**TASK STATEMENT**
Which lines in the records below contain the word "Operating"? Copy each of them.

**SOURCE RECORDS**
---+---

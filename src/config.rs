use std::fmt;
use std::str::FromStr;

use thiserror::Error;

/// Shelly device generation. Determines the protocol a reader speaks:
/// Gen 1 uses the plain HTTP status API, Gen 2+ uses JSON-RPC.
#[derive(Debug, Clone, Copy, PartialEq, Eq)]
pub enum Generation {
    Gen1,
    Gen2Plus,
}

#[derive(Debug, Error, PartialEq, Eq)]
#[error("unrecognized shelly generation: {0}, expected one of: 1, 2+")]
pub struct InvalidGeneration(String);

impl FromStr for Generation {
    type Err = InvalidGeneration;

    fn from_str(s: &str) -> Result<Self, Self::Err> {
        match s {
            "1" => Ok(Generation::Gen1),
            "2+" => Ok(Generation::Gen2Plus),
            other => Err(InvalidGeneration(other.to_string())),
        }
    }
}

impl fmt::Display for Generation {
    fn fmt(&self, f: &mut fmt::Formatter<'_>) -> fmt::Result {
        match self {
            Generation::Gen1 => write!(f, "1"),
            Generation::Gen2Plus => write!(f, "2+"),
        }
    }
}

/// The single device this process polls. Built once at startup and
/// immutable for the process lifetime.
#[derive(Debug, Clone)]
pub struct DeviceEndpoint {
    /// Hostname or IP address of the device.
    pub host: String,
    /// Device password, if one is set. The username is always `admin`.
    pub password: Option<String>,
    pub generation: Generation,
}
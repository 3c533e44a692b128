//! Shelly Power Reader Library
//!
//! This library polls a single Shelly smart-plug/meter device for power and
//! energy readings. Gen 1 devices are read over the plain HTTP status API,
//! Gen 2+ devices over JSON-RPC with HTTP Digest authentication (RFC 7616).

pub mod config;
pub mod digest_auth;
pub mod meter;
pub mod poller;
pub mod reader;
pub mod rpc_api_reader;
pub mod status_api_reader;

// Re-export commonly used types for easier access
pub use config::{DeviceEndpoint, Generation};
pub use digest_auth::{parse_challenge, DigestChallenge};
pub use meter::MeterReading;
pub use poller::Poller;
pub use reader::{PowerReader, ReadError, ShellyReader, SHELLY_USER};
pub use rpc_api_reader::RpcApiReader;
pub use status_api_reader::StatusApiReader;
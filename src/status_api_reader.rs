use reqwest::header::ACCEPT;
use reqwest::StatusCode;
use serde_json::Value;
use tracing::{debug, warn};

use crate::meter::{field_as_f64, field_as_i64, MeterReading};
use crate::reader::{ReadError, REQUEST_TIMEOUT, SHELLY_USER};

/// Reader for Gen 1 devices using the Common HTTP API.
///
/// Fetches the full status document and extracts the first entry of the
/// `meters` array. If the device has a password set, requests carry
/// Basic credentials for the fixed `admin` user.
/// See: https://shelly-api-docs.shelly.cloud/gen1/#http-dialect
pub struct StatusApiReader {
    url: String,
    password: Option<String>,
    client: reqwest::Client,
}

impl StatusApiReader {
    pub fn new(host: &str, password: Option<String>) -> Self {
        Self {
            url: format!("http://{host}/status"),
            password,
            client: reqwest::Client::new(),
        }
    }

    pub async fn read(&self) -> Result<Option<MeterReading>, ReadError> {
        let mut request = self
            .client
            .get(&self.url)
            .header(ACCEPT, "application/json")
            .timeout(REQUEST_TIMEOUT);
        if let Some(password) = &self.password {
            request = request.basic_auth(SHELLY_USER, Some(password));
        }
        let response = request.send().await?;
        if response.status() != StatusCode::OK {
            warn!(status = %response.status(), "status api returned unexpected http status");
            return Ok(None);
        }
        parse_status_reading(&response.text().await?)
    }
}

/// Extracts the first meter from a `/status` document. An empty or
/// absent `meters` array is not an error, just a cycle with no reading.
pub fn parse_status_reading(body: &str) -> Result<Option<MeterReading>, ReadError> {
    let root: Value = serde_json::from_str(body)?;
    let first_meter = root
        .get("meters")
        .and_then(Value::as_array)
        .and_then(|meters| meters.first());
    let Some(meter) = first_meter else {
        debug!("no meters found in status response");
        return Ok(None);
    };
    Ok(Some(MeterReading {
        power: field_as_f64(meter, "power"),
        timestamp: field_as_i64(meter, "timestamp"),
        total: field_as_i64(meter, "total"),
    }))
}

#[cfg(test)]
mod tests {
    use super::*;

    // Captured from a Shelly Plug S running v1.14.0 firmware.
    const STATUS_RESPONSE: &str = r#"
        {
            "wifi_sta": {
                "connected": true,
                "ssid": "TEST_WIFI",
                "ip": "123.456.789.101",
                "rssi": -13
            },
            "cloud": {
                "enabled": true,
                "connected": true
            },
            "mqtt": {
                "connected": false
            },
            "time": "17:23",
            "serial": 1234,
            "has_update": true,
            "mac": "123456ABCD",
            "relays": [
                {
                    "ison": true,
                    "has_timer": false,
                    "overpower": false
                }
            ],
            "meters": [
                {
                    "power": 70.24,
                    "is_valid": true,
                    "timestamp": 1739294619,
                    "counters": [
                        71.380,
                        72.397,
                        71.324
                    ],
                    "total": 18013
                }
            ],
            "temperature": 0.00,
            "overtemperature": false,
            "tmp": {
                "tC": 0.00,
                "tF": 32.00,
                "is_valid": "true"
            },
            "update": {
                "status": "pending",
                "has_update": true,
                "new_version": "20230913-113610/v1.14.0-gcb84623",
                "old_version": "20191018-113038/master@b12f42e3"
            },
            "ram_total": 50824,
            "ram_free": 37188,
            "fs_size": 233681,
            "fs_free": 171935,
            "uptime": 14883
        }
    "#;

    #[test]
    fn test_parse_full_status_response() {
        let reading = parse_status_reading(STATUS_RESPONSE).unwrap().unwrap();
        assert_eq!(reading.power, 70.24);
        assert_eq!(reading.timestamp, 1739294619);
        assert_eq!(reading.total, 18013);
    }

    #[test]
    fn test_parse_empty_meters_is_no_reading() {
        let reading = parse_status_reading(r#"{"meters": []}"#).unwrap();
        assert_eq!(reading, None);
    }

    #[test]
    fn test_parse_missing_meters_is_no_reading() {
        let reading = parse_status_reading(r#"{"relays": []}"#).unwrap();
        assert_eq!(reading, None);
    }

    #[test]
    fn test_parse_meter_with_missing_fields_defaults_to_zero() {
        let reading = parse_status_reading(r#"{"meters": [{"is_valid": true}]}"#)
            .unwrap()
            .unwrap();
        assert_eq!(reading, MeterReading::default());
    }

    #[test]
    fn test_parse_malformed_json_is_an_error() {
        let result = parse_status_reading("not json at all");
        assert!(matches!(result, Err(ReadError::Json(_))));
    }
}
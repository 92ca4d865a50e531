//! Operating modes.

use crate::reg::OP_MODE_LONG_RANGE;

/// Operating mode, `RegOpMode` bits 2:0.
///
/// The driver keeps the device in LoRa mode, so every write of the mode register also
/// carries [`OP_MODE_LONG_RANGE`].
#[repr(u8)]
#[derive(Copy, Clone, Debug, PartialEq, Eq)]
pub enum Mode {
    /// Sleep. FIFO not accessible; the only mode where LoRa/FSK may be switched.
    Sleep = 0x00,
    /// Standby.
    Standby = 0x01,
    /// Transmit the FIFO content, then fall back to standby.
    Tx = 0x03,
    /// Receive continuously until told otherwise.
    RxContinuous = 0x05,
}

impl Mode {
    /// Raw value written to `RegOpMode`.
    pub const fn op_mode_bits(self) -> u8 {
        OP_MODE_LONG_RANGE | self as u8
    }
}
#![cfg_attr(not(test), no_std)]
#![doc = "Asynchronous shared SPI bus with per-device chip-select for embedded-hal."]

// For the official Embassy implementation, see:
// - https://github.com/embassy-rs/embassy/tree/main/embassy-embedded-hal/src/shared_bus

extern crate alloc;

pub mod spi;
//! Error types for the SX127x driver.

use core::fmt::{self, Debug};

/// An error related to SPI communication.
pub enum SpiError<TSPIERR> {
    /// An error occurred during a `write` operation.
    Write(TSPIERR),
    /// An error occurred during a `transfer` operation.
    Transfer(TSPIERR),
}

impl<TSPIERR: Debug> Debug for SpiError<TSPIERR> {
    fn fmt(&self, f: &mut fmt::Formatter<'_>) -> fmt::Result {
        match self {
            Self::Write(err) => write!(f, "Write({err:?})"),
            Self::Transfer(err) => write!(f, "Transfer({err:?})"),
        }
    }
}

impl<TSPIERR: PartialEq> PartialEq for SpiError<TSPIERR> {
    fn eq(&self, other: &Self) -> bool {
        match (self, other) {
            (Self::Write(a), Self::Write(b)) => a == b,
            (Self::Transfer(a), Self::Transfer(b)) => a == b,
            _ => false,
        }
    }
}

/// The main error type for the SX127x driver.
pub enum SxError<TSPIERR> {
    /// An SPI-related error.
    Spi(SpiError<TSPIERR>),
    /// The version register did not hold the expected chip revision.
    InvalidVersion(u8),
    /// Spreading factor outside 6..=12.
    InvalidSpreadingFactor(u8),
    /// Payload does not fit in the FIFO.
    PayloadTooLarge {
        /// Length of the rejected payload.
        len: usize,
        /// Largest accepted payload.
        max: usize,
    },
}

impl<TSPIERR: Debug> Debug for SxError<TSPIERR> {
    fn fmt(&self, f: &mut fmt::Formatter<'_>) -> fmt::Result {
        match self {
            Self::Spi(err) => write!(f, "Spi({err:?})"),
            Self::InvalidVersion(version) => write!(f, "InvalidVersion({version:#04x})"),
            Self::InvalidSpreadingFactor(sf) => write!(f, "InvalidSpreadingFactor({sf})"),
            Self::PayloadTooLarge { len, max } => {
                write!(f, "PayloadTooLarge {{ len: {len}, max: {max} }}")
            }
        }
    }
}

impl<TSPIERR: PartialEq> PartialEq for SxError<TSPIERR> {
    fn eq(&self, other: &Self) -> bool {
        match (self, other) {
            (Self::Spi(a), Self::Spi(b)) => a == b,
            (Self::InvalidVersion(a), Self::InvalidVersion(b)) => a == b,
            (Self::InvalidSpreadingFactor(a), Self::InvalidSpreadingFactor(b)) => a == b,
            (
                Self::PayloadTooLarge { len: a, max: x },
                Self::PayloadTooLarge { len: b, max: y },
            ) => a == b && x == y,
            _ => false,
        }
    }
}

impl<TSPIERR> From<SpiError<TSPIERR>> for SxError<TSPIERR> {
    fn from(spi_err: SpiError<TSPIERR>) -> Self {
        SxError::Spi(spi_err)
    }
}

impl<TSPIERR> From<crate::op::InvalidSpreadingFactor> for SxError<TSPIERR> {
    fn from(err: crate::op::InvalidSpreadingFactor) -> Self {
        SxError::InvalidSpreadingFactor(err.0)
    }
}
//! A shared SPI bus implementation using `RwLock` for exclusive access.
//!
//! This module provides `RwLockDevice`, a wrapper that allows multiple chip drivers to
//! share a single `SpiBus` instance. Each `RwLockDevice` owns its own Chip Select (CS)
//! pin, so every transaction is framed by asserting CS low and releasing it high.

use embassy_sync::{blocking_mutex::raw::RawMutex, rwlock::RwLock};

use alloc::rc::Rc;
use core::fmt::Debug;
use embedded_hal::digital::OutputPin;
use embedded_hal::spi::{Error, ErrorKind};
use embedded_hal::spi::{ErrorType, Operation};
use embedded_hal_async::delay::DelayNs;
use embedded_hal_async::spi::{SpiBus, SpiDevice};

/// A `RwLock`-based shared bus [`SpiDevice`] implementation.
///
/// The `RwLock` is only ever taken for writing, which gives each transaction
/// exclusive use of the bus for its whole duration.
pub struct RwLockDevice<M: RawMutex, BUS, CS, D> {
    bus: Rc<RwLock<M, BUS>>,
    cs: CS,
    delay: D,
}

impl<M: RawMutex, BUS, CS, D> RwLockDevice<M, BUS, CS, D>
where
    CS: OutputPin,
{
    /// Creates a new `RwLockDevice`.
    ///
    /// The chip select is driven high (inactive) before the device is handed out.
    ///
    /// # Arguments
    ///
    /// * `bus` - An `Rc<RwLock<...>>` wrapped SPI bus instance.
    /// * `cs` - The Chip Select output pin for this device.
    /// * `delay` - A delay provider that implements `DelayNs`.
    #[inline]
    pub fn new(
        bus: Rc<RwLock<M, BUS>>,
        mut cs: CS,
        delay: D,
    ) -> Result<Self, CS::Error> {
        cs.set_high()?;
        Ok(Self { bus, cs, delay })
    }
}

impl<M: RawMutex, BUS, CS, D> ErrorType for RwLockDevice<M, BUS, CS, D>
where
    BUS: ErrorType,
    CS: OutputPin,
{
    type Error = DeviceError<BUS::Error, CS::Error>;
}

impl<M, BUS, CS, D> SpiDevice<u8> for RwLockDevice<M, BUS, CS, D>
where
    M: RawMutex,
    BUS: SpiBus<u8>,
    CS: OutputPin,
    D: DelayNs,
{
    /// Performs an SPI transaction.
    ///
    /// Acquires a write lock on the shared SPI bus, asserts Chip Select, executes the
    /// provided operations, then de-asserts Chip Select.
    #[inline]
    async fn transaction(
        &mut self,
        operations: &mut [Operation<'_, u8>],
    ) -> Result<(), Self::Error> {
        let bus = &mut *self.bus.write().await;

        let result = transaction(operations, bus, &mut self.delay, &mut self.cs).await;

        if let Err(err) = &result {
            log::warn!("Error communicating with the device: {err:?}");
        }

        result
    }
}

/// Performs one chip-select framed transaction against the bus.
///
/// CS is released and the bus flushed even when an operation fails.
#[inline]
pub async fn transaction<Word, BUS, CS, D>(
    operations: &mut [Operation<'_, Word>],
    bus: &mut BUS,
    delay: &mut D,
    cs: &mut CS,
) -> Result<(), DeviceError<BUS::Error, CS::Error>>
where
    BUS: SpiBus<Word> + ErrorType,
    CS: OutputPin,
    D: DelayNs,
    Word: Copy + 'static,
{
    cs.set_low().map_err(DeviceError::Cs)?;

    let mut op_res = Ok(());
    for op in operations {
        if let Err(err) = process_op::<BUS, D, Word>(bus, delay, op).await {
            log::warn!("Error communicating with the SPI device.");
            op_res = Err(err);
            break;
        }
    }

    let flush_res = bus.flush().await;
    let cs_res = cs.set_high();

    op_res.map_err(DeviceError::Spi)?;
    flush_res.map_err(DeviceError::Spi)?;
    cs_res.map_err(DeviceError::Cs)?;

    Ok(())
}

/// An error type for `RwLockDevice` operations.
#[derive(Copy, Clone, Eq, PartialEq, Debug)]
pub enum DeviceError<BUS, CS> {
    /// An inner SPI bus operation failed.
    Spi(BUS),
    /// Asserting or deasserting the CS pin failed.
    Cs(CS),
}

impl<BUS, CS> Error for DeviceError<BUS, CS>
where
    BUS: Error + Debug,
    CS: Debug,
{
    #[inline]
    fn kind(&self) -> ErrorKind {
        match self {
            Self::Spi(e) => e.kind(),
            Self::Cs(_) => ErrorKind::ChipSelectFault,
        }
    }
}

/// Processes a single SPI operation.
async fn process_op<BUS: SpiBus<Word> + ErrorType, D: DelayNs, Word: Copy + 'static>(
    bus: &mut BUS,
    delay: &mut D,
    op: &mut Operation<'_, Word>,
) -> Result<(), <BUS as ErrorType>::Error> {
    match op {
        Operation::Read(buf) => bus.read(buf).await,
        Operation::Write(buf) => bus.write(buf).await,
        Operation::Transfer(read, write) => bus.transfer(read, write).await,
        Operation::TransferInPlace(buf) => bus.transfer_in_place(buf).await,
        Operation::DelayNs(ns) => {
            bus.flush().await?;
            delay.delay_ns(*ns).await;
            Ok(())
        }
    }
}
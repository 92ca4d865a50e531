//! Power amplifier (PA) output selection and power encoding.

/// `RegPaConfig` bit 7: route the output through the PA_BOOST pin.
const PA_SELECT_BOOST: u8 = 0x80;
/// `RegPaConfig` bits 6:4 on the RFO path: maximum power setting.
const RFO_MAX_POWER: u8 = 0x70;

/// The physical RF output the transmitter drives.
#[derive(Copy, Clone, Debug, PartialEq, Eq, Default)]
pub enum PaOutput {
    /// RFO pin, 0 to 14 dBm.
    Rfo,
    /// PA_BOOST pin, 2 to 17 dBm.
    #[default]
    PaBoost,
}

/// A `RegPaConfig` value.
#[derive(Copy, Clone, Debug, PartialEq, Eq)]
pub struct PaConfig {
    inner: u8,
}

impl From<PaConfig> for u8 {
    fn from(val: PaConfig) -> Self {
        val.inner
    }
}

impl PaConfig {
    /// Encodes an output power for `output`, clamping it to the pin's range.
    pub fn new(output: PaOutput, level_dbm: i8) -> Self {
        let inner = match output {
            PaOutput::Rfo => RFO_MAX_POWER | level_dbm.clamp(0, 14) as u8,
            PaOutput::PaBoost => PA_SELECT_BOOST | (level_dbm.clamp(2, 17) - 2) as u8,
        };
        Self { inner }
    }

    /// Output power in dBm as encoded.
    pub fn power_dbm(self) -> i8 {
        if self.inner & PA_SELECT_BOOST != 0 {
            (self.inner & 0x0F) as i8 + 2
        } else {
            (self.inner & 0x0F) as i8
        }
    }
}

#[cfg(test)]
mod tests {
    use super::*;

    #[test]
    fn boost_path_clamps_to_2_17() {
        assert_eq!(u8::from(PaConfig::new(PaOutput::PaBoost, 24)), 0x8F);
        assert_eq!(u8::from(PaConfig::new(PaOutput::PaBoost, 17)), 0x8F);
        assert_eq!(u8::from(PaConfig::new(PaOutput::PaBoost, 10)), 0x88);
        assert_eq!(u8::from(PaConfig::new(PaOutput::PaBoost, 0)), 0x80);
        assert_eq!(u8::from(PaConfig::new(PaOutput::PaBoost, -20)), 0x80);
    }

    #[test]
    fn rfo_path_clamps_to_0_14() {
        assert_eq!(u8::from(PaConfig::new(PaOutput::Rfo, 20)), 0x7E);
        assert_eq!(u8::from(PaConfig::new(PaOutput::Rfo, 5)), 0x75);
        assert_eq!(u8::from(PaConfig::new(PaOutput::Rfo, -3)), 0x70);
    }

    #[test]
    fn power_decodes_back() {
        assert_eq!(PaConfig::new(PaOutput::PaBoost, 24).power_dbm(), 17);
        assert_eq!(PaConfig::new(PaOutput::Rfo, 9).power_dbm(), 9);
        assert_eq!(PaOutput::default(), PaOutput::PaBoost);
    }
}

---+---

**SOLUTION BELOW**
//! Operating modes.
/// Operating mode, `RegOpMode` bits 2:0.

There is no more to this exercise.